Data excerpts:
┄┄┄┄┄┄┄┄┄┄

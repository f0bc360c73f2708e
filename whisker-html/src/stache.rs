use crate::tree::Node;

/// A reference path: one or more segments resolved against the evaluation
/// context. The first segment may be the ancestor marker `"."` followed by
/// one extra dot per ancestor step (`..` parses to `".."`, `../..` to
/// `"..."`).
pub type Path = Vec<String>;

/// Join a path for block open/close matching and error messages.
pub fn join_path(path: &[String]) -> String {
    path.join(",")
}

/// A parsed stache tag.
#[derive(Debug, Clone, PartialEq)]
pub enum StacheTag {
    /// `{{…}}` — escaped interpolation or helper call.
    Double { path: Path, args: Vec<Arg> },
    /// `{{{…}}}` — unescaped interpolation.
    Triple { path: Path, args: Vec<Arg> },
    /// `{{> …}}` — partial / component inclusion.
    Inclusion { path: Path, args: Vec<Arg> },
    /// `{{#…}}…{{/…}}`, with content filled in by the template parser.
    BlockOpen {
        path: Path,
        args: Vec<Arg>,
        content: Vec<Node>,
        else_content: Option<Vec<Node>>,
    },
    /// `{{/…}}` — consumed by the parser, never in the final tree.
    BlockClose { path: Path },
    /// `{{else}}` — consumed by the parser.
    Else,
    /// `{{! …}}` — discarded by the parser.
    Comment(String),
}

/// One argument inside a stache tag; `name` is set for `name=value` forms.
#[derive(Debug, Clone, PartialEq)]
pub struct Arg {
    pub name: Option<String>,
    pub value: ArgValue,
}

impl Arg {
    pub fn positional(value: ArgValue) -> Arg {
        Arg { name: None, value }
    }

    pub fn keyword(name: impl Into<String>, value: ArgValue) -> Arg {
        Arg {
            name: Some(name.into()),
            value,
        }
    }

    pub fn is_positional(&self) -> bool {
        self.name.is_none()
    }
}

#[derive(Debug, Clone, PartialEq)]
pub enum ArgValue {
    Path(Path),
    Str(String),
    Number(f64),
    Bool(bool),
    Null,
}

┄┄┄┄┄┄┄┄┄┄

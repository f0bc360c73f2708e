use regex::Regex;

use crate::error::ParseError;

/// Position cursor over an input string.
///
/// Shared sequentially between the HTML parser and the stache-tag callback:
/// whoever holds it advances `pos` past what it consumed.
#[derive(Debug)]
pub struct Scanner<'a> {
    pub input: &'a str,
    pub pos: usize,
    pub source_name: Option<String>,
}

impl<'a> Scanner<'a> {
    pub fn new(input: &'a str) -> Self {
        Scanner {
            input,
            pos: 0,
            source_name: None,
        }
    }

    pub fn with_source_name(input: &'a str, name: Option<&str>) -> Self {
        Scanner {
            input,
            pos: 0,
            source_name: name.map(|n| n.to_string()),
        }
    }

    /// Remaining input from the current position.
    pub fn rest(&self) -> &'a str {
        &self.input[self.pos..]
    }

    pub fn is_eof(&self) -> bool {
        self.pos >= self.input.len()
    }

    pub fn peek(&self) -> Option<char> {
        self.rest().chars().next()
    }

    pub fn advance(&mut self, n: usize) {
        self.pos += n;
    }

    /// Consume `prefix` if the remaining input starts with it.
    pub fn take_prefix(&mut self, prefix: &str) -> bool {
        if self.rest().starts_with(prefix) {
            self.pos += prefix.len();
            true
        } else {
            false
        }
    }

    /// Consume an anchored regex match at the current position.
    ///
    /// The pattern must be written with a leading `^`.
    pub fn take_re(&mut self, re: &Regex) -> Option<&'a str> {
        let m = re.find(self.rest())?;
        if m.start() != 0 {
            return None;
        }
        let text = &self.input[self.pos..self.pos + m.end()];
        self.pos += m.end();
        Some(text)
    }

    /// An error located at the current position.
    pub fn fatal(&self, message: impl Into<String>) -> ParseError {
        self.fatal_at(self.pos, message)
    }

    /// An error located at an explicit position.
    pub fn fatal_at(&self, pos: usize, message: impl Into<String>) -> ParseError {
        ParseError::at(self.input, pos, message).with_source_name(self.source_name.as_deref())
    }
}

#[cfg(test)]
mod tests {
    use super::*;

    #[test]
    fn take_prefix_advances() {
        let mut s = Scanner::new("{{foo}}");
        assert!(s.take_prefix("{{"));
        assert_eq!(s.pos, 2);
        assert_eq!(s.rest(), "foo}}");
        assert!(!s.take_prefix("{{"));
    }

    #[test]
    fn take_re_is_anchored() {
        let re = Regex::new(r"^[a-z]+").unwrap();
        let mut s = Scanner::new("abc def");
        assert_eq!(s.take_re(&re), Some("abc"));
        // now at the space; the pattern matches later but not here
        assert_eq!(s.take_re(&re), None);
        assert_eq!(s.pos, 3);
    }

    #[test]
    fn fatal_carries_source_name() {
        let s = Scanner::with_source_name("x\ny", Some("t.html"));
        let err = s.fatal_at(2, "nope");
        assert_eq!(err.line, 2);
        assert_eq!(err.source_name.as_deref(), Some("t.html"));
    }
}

┄┄┄┄┄┄┄┄┄┄

Work request: Among the lines above, return those that hold the word "usize".

Exercise response:
    pub pos: usize,
    pub fn advance(&mut self, n: usize) {
    pub fn fatal_at(&self, pos: usize, message: impl Into<String>) -> ParseError {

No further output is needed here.